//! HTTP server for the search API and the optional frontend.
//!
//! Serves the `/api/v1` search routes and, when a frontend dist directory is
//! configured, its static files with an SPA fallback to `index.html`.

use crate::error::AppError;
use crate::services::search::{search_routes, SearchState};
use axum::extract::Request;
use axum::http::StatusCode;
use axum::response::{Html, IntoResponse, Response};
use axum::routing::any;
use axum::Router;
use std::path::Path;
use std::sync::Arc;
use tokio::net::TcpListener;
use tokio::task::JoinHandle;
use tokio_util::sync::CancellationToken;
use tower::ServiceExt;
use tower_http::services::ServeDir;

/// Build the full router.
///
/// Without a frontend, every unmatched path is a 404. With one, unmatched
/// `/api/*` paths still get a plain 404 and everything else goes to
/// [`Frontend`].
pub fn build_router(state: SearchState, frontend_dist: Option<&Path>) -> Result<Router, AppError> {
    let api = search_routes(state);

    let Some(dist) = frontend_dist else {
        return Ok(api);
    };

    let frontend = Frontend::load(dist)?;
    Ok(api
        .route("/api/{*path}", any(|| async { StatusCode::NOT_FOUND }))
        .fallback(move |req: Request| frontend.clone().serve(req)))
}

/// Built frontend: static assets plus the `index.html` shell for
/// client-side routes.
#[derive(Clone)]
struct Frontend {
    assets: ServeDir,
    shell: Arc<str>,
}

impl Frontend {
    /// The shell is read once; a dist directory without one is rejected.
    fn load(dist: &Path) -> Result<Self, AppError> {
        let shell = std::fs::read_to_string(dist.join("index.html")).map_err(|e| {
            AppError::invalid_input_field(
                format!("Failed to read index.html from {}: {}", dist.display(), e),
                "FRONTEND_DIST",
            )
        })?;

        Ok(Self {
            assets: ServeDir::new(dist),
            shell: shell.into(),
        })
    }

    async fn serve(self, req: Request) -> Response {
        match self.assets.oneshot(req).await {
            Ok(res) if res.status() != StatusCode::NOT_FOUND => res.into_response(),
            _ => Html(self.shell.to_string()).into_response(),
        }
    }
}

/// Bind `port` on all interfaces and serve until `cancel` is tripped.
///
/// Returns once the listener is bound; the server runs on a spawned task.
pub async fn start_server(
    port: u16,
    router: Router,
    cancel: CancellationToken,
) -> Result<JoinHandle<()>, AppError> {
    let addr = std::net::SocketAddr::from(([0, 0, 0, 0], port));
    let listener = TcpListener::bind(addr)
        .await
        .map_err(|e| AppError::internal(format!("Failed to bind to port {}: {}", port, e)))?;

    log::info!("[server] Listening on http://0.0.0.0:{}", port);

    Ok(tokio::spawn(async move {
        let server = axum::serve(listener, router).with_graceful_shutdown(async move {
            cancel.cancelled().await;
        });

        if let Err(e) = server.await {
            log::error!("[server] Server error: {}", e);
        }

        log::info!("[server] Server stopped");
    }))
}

=======

Exercise description — Output the listing in full. Leave every line unchanged.

Task answer —
//! HTTP server for the search API and the optional frontend.
//!
//! Serves the `/api/v1` search routes and, when a frontend dist directory is
//! configured, its static files with an SPA fallback to `index.html`.

use crate::error::AppError;
use crate::services::search::{search_routes, SearchState};
use axum::extract::Request;
use axum::http::StatusCode;
use axum::response::{Html, IntoResponse, Response};
use axum::routing::any;
use axum::Router;
use std::path::Path;
use std::sync::Arc;
use tokio::net::TcpListener;
use tokio::task::JoinHandle;
use tokio_util::sync::CancellationToken;
use tower::ServiceExt;
use tower_http::services::ServeDir;

/// Build the full router.
///
/// Without a frontend, every unmatched path is a 404. With one, unmatched
/// `/api/*` paths still get a plain 404 and everything else goes to
/// [`Frontend`].
pub fn build_router(state: SearchState, frontend_dist: Option<&Path>) -> Result<Router, AppError> {
    let api = search_routes(state);

    let Some(dist) = frontend_dist else {
        return Ok(api);
    };

    let frontend = Frontend::load(dist)?;
    Ok(api
        .route("/api/{*path}", any(|| async { StatusCode::NOT_FOUND }))
        .fallback(move |req: Request| frontend.clone().serve(req)))
}

/// Built frontend: static assets plus the `index.html` shell for
/// client-side routes.
#[derive(Clone)]
struct Frontend {
    assets: ServeDir,
    shell: Arc<str>,
}

impl Frontend {
    /// The shell is read once; a dist directory without one is rejected.
    fn load(dist: &Path) -> Result<Self, AppError> {
        let shell = std::fs::read_to_string(dist.join("index.html")).map_err(|e| {
            AppError::invalid_input_field(
                format!("Failed to read index.html from {}: {}", dist.display(), e),
                "FRONTEND_DIST",
            )
        })?;

        Ok(Self {
            assets: ServeDir::new(dist),
            shell: shell.into(),
        })
    }

    async fn serve(self, req: Request) -> Response {
        match self.assets.oneshot(req).await {
            Ok(res) if res.status() != StatusCode::NOT_FOUND => res.into_response(),
            _ => Html(self.shell.to_string()).into_response(),
        }
    }
}

/// Bind `port` on all interfaces and serve until `cancel` is tripped.
///
/// Returns once the listener is bound; the server runs on a spawned task.
pub async fn start_server(
    port: u16,
    router: Router,
    cancel: CancellationToken,
) -> Result<JoinHandle<()>, AppError> {
    let addr = std::net::SocketAddr::from(([0, 0, 0, 0], port));
    let listener = TcpListener::bind(addr)
        .await
        .map_err(|e| AppError::internal(format!("Failed to bind to port {}: {}", port, e)))?;

    log::info!("[server] Listening on http://0.0.0.0:{}", port);

    Ok(tokio::spawn(async move {
        let server = axum::serve(listener, router).with_graceful_shutdown(async move {
            cancel.cancelled().await;
        });

        if let Err(e) = server.await {
            log::error!("[server] Server error: {}", e);
        }

        log::info!("[server] Server stopped");
    }))
}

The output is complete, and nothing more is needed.